In this work the efficiency of mechanically prepared magnetic (x)ZnO(1 − x)Fe2O3 nanocrystallines for Ni(II) and Cd(II) ions removal was investigated. The produced nanoparticles were characterized using N2 adsorption, X-ray diffraction (XRD), and magnetization techniques. Batch mode experiments were performed to evaluate the parameters of the heavy metal ions adsorption on the nanoparticles. The concentration and temperature were found to be detrimental factors in the adsorption process as the amounts adsorbed were enhanced by their increase. While Cd(II) adsorption was found to comply with the Langmuir isotherm, the adsorption of Ni(II) ions fitted both Langmuir and Freundlich isotherms. The pseudo-second-order model was the kinetics model describing the adsorption process. The adsorption process was endothermic and spontaneous as indicated by the thermodynamic study results. The positive entropy obtained may suggest increased randomness at the solid–solution interface. A mechanism for the metal ions adsorption was proposed.
INTRODUCTION
Due to the great boom of the world population, the demand for clean healthy water is progressively increasing. Still, considerable amounts of lethal chemicals, such as dyes, pharmaceuticals, and metal ions are discharged into water systems. As a consequence of human, urban, and industrial activities, the problem is aggravated. Heavy metal ions usually enter into human bodies through food chains. Their accumulation may lead to serious diseases and/or damage, if ingested beyond their tolerance limits. Such harmful effects can extend to the environment also. To minimize their hazardous impact on both biota and environment, metal ions contaminated water treatment is of high priority (Babel & Kurniawan 2004).
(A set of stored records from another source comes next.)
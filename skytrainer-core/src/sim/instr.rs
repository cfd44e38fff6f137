//! ATC instructions and the per-agent instruction queue.
//!
//! Instructions are ingested in batches through [`instruct`].
//! A batch is staged on a copy of the queue first,
//! so a rejected instruction leaves the queue untouched.

use std::fmt;

use bevy::ecs::entity::Entity;
use bevy::ecs::world::World;
use itertools::Itertools;
use math::{
    Heading, Length, Position, Pressure, STANDARD_PRESSURE, Speed, TurnDirection, pressure_altitude,
};

use super::agent::{Agent, Flags, FlightParams, Goal, Instructions, Squawk, TransponderMode};
use super::aircraft_type::Performance;
use super::airfield::{Airfield, Navpoint};
use super::comm;
use super::env::Environment;
use super::ground::{GroundNetwork, NodeId};
use super::status::Status;
use crate::WorldTryLog;

#[cfg(test)]
mod tests;

/// A target altitude.
#[derive(Debug, Clone, Copy, PartialEq, serde::Serialize, serde::Deserialize)]
pub enum AltitudeSpec {
    /// Feet above mean sea level.
    Feet(f32),
    /// Hundreds of feet of pressure altitude.
    FlightLevel(u16),
}

impl AltitudeSpec {
    /// The pressure altitude of this target under the given QNH.
    #[must_use]
    pub fn pressure_altitude(self, qnh: Pressure) -> Position<f32> {
        match self {
            Self::Feet(feet) => pressure_altitude(Position::from_feet(feet), qnh),
            Self::FlightLevel(level) => Position::from_feet(f32::from(level) * 100.),
        }
    }
}

impl fmt::Display for AltitudeSpec {
    fn fmt(&self, f: &mut fmt::Formatter<'_>) -> fmt::Result {
        match self {
            Self::Feet(feet) => write!(f, "{feet:.0} ft"),
            Self::FlightLevel(level) => write!(f, "FL{level:03}"),
        }
    }
}

/// An instruction from ATC.
#[derive(Debug, Clone, PartialEq, serde::Serialize, serde::Deserialize, strum::EnumDiscriminants)]
#[strum_discriminants(name(Kind), derive(Hash, strum::Display))]
pub enum Instruction {
    HeadingVector { heading: Heading, turn: Option<TurnDirection> },
    AltitudeVector(AltitudeSpec),
    SpeedVector(Speed<f32>),
    DirectTo(Navpoint),
    CancelSpeedVector,
    /// Flies direct to each navpoint in order.
    FollowRoute(Vec<Navpoint>),
    Hold { fix: Navpoint, turn: TurnDirection },
    /// Sets the transponder code, and the transponder mode if given.
    Squawk { code: String, mode: Option<TransponderMode> },
    HandOver,
    CancelApproach,
    LineUp,
    /// Intercepts the course through the navaid along the radial.
    InterceptNavaid { navaid: Navpoint, radial: Heading },
    InterceptLocalizer(String),
    ExpectRunway(String),
    /// Taxis along the nodes in order, then into the parking position if given.
    Taxi { route: Vec<NodeId>, parking: Option<String> },
    HoldPosition,
    ClearedApproach,
    ClearedTakeoff,
    ClearedToLand,
    SayIntentions,
}

const HEADING_FAMILY: &[Kind] = &[
    Kind::HeadingVector,
    Kind::DirectTo,
    Kind::FollowRoute,
    Kind::Hold,
    Kind::InterceptNavaid,
    Kind::InterceptLocalizer,
];

impl Kind {
    /// Whether this kind of instruction decides the lateral navigation of an airborne agent.
    #[must_use]
    pub fn is_heading_family(self) -> bool { HEADING_FAMILY.contains(&self) }

    /// Kinds of queued instructions removed when an instruction of this kind is ingested.
    #[must_use]
    pub fn supersedes(self) -> &'static [Kind] {
        match self {
            Kind::HeadingVector | Kind::DirectTo | Kind::FollowRoute | Kind::Hold => {
                HEADING_FAMILY
            }
            Kind::InterceptNavaid | Kind::InterceptLocalizer => &[
                Kind::DirectTo,
                Kind::FollowRoute,
                Kind::Hold,
                Kind::InterceptNavaid,
                Kind::InterceptLocalizer,
            ],
            Kind::AltitudeVector => &[Kind::AltitudeVector],
            Kind::SpeedVector | Kind::CancelSpeedVector => {
                &[Kind::SpeedVector, Kind::CancelSpeedVector]
            }
            Kind::Squawk => &[Kind::Squawk],
            Kind::CancelApproach => {
                &[Kind::ClearedApproach, Kind::ClearedToLand, Kind::InterceptLocalizer]
            }
            Kind::LineUp => &[Kind::LineUp, Kind::HoldPosition],
            Kind::ExpectRunway => &[Kind::ExpectRunway],
            Kind::Taxi => &[Kind::Taxi, Kind::HoldPosition, Kind::LineUp],
            Kind::HoldPosition => &[Kind::HoldPosition, Kind::ClearedTakeoff, Kind::LineUp],
            Kind::ClearedApproach => &[Kind::ClearedApproach, Kind::Hold, Kind::FollowRoute],
            Kind::ClearedTakeoff => &[Kind::ClearedTakeoff, Kind::HoldPosition, Kind::LineUp],
            Kind::ClearedToLand => &[Kind::ClearedToLand],
            Kind::HandOver | Kind::SayIntentions => &[],
        }
    }
}

impl Instruction {
    #[must_use]
    pub fn kind(&self) -> Kind { self.into() }

    /// Whether the instruction has no further effect and can leave the queue.
    ///
    /// A direct-to is complete within `arrival` of its navpoint.
    #[must_use]
    pub fn is_done(&self, params: &FlightParams, arrival: Length<f32>) -> bool {
        match self {
            Self::CancelSpeedVector
            | Self::Squawk { .. }
            | Self::HandOver
            | Self::CancelApproach
            | Self::SayIntentions => true,
            Self::HeadingVector { .. }
            | Self::AltitudeVector(_)
            | Self::SpeedVector(_)
            | Self::Hold { .. }
            | Self::InterceptNavaid { .. }
            | Self::InterceptLocalizer(_)
            | Self::HoldPosition => false,
            Self::DirectTo(navpoint) => params.position.distance(navpoint.position) <= arrival,
            Self::FollowRoute(route) => route.is_empty(),
            Self::LineUp => matches!(params.status, Status::LinedUp(_)),
            Self::ExpectRunway(_) => {
                matches!(params.status, Status::Ready(_) | Status::LinedUp(_))
            }
            Self::Taxi { route, parking } => route.is_empty() && parking.is_none(),
            Self::ClearedApproach | Self::ClearedToLand => params.status.is_on_ground(),
            Self::ClearedTakeoff => params.status.is_airborne(),
        }
    }
}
The toxic heavy metal, cadmium, is discharged to ecosystems through processes such as fuel combustion, metal production, fertilizers’ application, metal finishing, and industry. Thus, the level of cadmium reaches a μg L−1 to mg L−1 range exceeding its 10 and 100 ng L−1 level in natural water as a result of such anthropogenic activities (Nordberg et al. 2014). Cadmium is a carcinogenic and teratogenic agent that affect adult and fetus internal organs (Boparai et al. 2011).
Similarly, nickel is a toxic metal found in the environment, which can cause respiratory tract carcinogenesis and allergic contact dermatitis once it enters the human body. Industries such as stainless steel and nickel electroplating are sources of Ni(II) in the environment (Meena et al. 2005).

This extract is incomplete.